[Opening Source information section]

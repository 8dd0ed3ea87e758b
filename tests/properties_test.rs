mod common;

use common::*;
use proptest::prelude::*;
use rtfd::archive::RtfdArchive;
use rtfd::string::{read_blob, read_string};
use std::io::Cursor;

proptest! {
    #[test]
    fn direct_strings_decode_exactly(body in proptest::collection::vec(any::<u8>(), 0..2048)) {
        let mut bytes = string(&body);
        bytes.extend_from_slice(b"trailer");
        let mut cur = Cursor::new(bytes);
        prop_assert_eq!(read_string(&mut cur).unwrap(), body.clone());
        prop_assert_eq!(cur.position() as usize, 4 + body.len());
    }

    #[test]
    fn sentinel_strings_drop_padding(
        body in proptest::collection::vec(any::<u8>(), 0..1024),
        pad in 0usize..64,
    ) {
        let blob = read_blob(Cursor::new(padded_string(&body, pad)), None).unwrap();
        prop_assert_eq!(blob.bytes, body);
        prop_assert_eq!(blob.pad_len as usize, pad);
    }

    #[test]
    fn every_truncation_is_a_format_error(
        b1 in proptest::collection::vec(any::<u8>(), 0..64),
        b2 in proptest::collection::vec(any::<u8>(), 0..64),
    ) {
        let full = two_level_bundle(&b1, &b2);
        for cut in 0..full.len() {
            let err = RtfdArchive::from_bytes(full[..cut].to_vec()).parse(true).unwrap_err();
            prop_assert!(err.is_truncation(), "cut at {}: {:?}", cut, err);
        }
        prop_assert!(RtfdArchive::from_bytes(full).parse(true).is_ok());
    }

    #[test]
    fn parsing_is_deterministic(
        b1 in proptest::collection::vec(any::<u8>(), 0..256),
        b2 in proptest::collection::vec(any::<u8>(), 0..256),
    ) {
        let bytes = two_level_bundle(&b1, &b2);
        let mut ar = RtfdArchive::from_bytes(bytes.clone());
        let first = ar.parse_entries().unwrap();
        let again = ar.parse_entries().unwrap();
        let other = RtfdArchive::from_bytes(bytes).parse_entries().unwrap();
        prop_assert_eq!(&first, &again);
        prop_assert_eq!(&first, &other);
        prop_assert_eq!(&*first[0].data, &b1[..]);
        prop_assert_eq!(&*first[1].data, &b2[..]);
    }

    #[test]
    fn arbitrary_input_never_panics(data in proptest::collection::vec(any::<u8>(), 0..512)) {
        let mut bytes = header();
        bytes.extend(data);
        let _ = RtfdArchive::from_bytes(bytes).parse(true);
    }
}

[Closing Source information section]
[Opening Source information section]

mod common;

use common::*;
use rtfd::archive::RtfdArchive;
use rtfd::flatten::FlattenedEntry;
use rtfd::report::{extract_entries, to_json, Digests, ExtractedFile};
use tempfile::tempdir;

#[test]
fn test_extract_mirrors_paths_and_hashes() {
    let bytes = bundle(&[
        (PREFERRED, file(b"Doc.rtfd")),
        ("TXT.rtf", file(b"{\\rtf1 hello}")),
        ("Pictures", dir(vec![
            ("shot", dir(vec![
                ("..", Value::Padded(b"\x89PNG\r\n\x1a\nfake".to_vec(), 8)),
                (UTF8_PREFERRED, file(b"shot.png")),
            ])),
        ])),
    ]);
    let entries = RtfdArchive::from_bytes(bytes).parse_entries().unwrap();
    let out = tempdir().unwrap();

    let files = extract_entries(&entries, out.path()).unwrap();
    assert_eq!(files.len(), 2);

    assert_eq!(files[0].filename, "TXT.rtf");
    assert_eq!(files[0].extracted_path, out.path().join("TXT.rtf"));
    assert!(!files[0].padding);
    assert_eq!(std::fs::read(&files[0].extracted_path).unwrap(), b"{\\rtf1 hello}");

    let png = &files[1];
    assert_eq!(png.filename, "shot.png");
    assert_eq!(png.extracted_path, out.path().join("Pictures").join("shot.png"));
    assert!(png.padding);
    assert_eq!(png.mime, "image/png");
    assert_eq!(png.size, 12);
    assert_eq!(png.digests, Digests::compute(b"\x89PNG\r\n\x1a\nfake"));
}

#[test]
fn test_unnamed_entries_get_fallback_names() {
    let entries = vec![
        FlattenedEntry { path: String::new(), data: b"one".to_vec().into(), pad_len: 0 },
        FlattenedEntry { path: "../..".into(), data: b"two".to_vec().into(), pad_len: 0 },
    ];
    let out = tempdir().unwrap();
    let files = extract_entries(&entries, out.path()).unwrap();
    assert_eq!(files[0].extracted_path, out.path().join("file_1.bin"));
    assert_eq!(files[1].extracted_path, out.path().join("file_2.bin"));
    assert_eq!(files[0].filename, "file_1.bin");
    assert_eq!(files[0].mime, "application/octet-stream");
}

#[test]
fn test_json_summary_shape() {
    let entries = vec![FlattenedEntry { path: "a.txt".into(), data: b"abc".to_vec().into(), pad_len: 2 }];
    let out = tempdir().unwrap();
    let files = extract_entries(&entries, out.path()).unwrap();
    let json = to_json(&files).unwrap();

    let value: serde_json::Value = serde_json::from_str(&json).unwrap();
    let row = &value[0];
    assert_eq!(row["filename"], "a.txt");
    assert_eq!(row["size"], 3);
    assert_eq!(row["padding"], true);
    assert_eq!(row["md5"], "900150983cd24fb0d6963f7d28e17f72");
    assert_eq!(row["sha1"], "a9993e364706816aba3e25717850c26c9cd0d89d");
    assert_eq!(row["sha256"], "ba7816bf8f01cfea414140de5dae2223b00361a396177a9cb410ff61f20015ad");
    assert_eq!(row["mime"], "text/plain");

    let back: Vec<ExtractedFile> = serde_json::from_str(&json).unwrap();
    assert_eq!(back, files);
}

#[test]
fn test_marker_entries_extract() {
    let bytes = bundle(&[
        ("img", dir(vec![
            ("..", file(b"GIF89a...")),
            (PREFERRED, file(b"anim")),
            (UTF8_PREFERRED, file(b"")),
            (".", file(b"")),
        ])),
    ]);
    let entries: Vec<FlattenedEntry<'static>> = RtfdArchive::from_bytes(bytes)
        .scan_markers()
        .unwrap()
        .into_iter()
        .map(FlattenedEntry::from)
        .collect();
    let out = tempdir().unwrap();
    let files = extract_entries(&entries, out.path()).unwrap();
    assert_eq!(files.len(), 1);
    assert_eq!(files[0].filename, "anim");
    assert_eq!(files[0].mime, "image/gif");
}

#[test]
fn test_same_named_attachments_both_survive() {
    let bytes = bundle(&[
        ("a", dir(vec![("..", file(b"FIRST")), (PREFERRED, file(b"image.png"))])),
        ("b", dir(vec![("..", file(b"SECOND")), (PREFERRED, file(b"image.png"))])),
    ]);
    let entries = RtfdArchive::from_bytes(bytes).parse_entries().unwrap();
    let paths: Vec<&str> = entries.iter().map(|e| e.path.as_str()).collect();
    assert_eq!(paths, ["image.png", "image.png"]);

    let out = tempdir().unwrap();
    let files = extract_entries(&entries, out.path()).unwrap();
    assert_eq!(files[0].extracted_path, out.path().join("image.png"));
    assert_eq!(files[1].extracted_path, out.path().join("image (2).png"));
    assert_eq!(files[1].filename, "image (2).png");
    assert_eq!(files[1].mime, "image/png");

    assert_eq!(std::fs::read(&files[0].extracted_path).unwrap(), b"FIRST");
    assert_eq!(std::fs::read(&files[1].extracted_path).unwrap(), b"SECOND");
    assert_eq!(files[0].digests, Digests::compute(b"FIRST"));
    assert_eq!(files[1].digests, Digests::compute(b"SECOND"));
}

[Closing Source information section]

▸ Aim of the exercise
Scan the records above and show every line in which the word "true" occurs.

▸ Output below
            let err = RtfdArchive::from_bytes(full[..cut].to_vec()).parse(true).unwrap_err();
        prop_assert!(RtfdArchive::from_bytes(full).parse(true).is_ok());
        let _ = RtfdArchive::from_bytes(bytes).parse(true);
    assert_eq!(row["padding"], true);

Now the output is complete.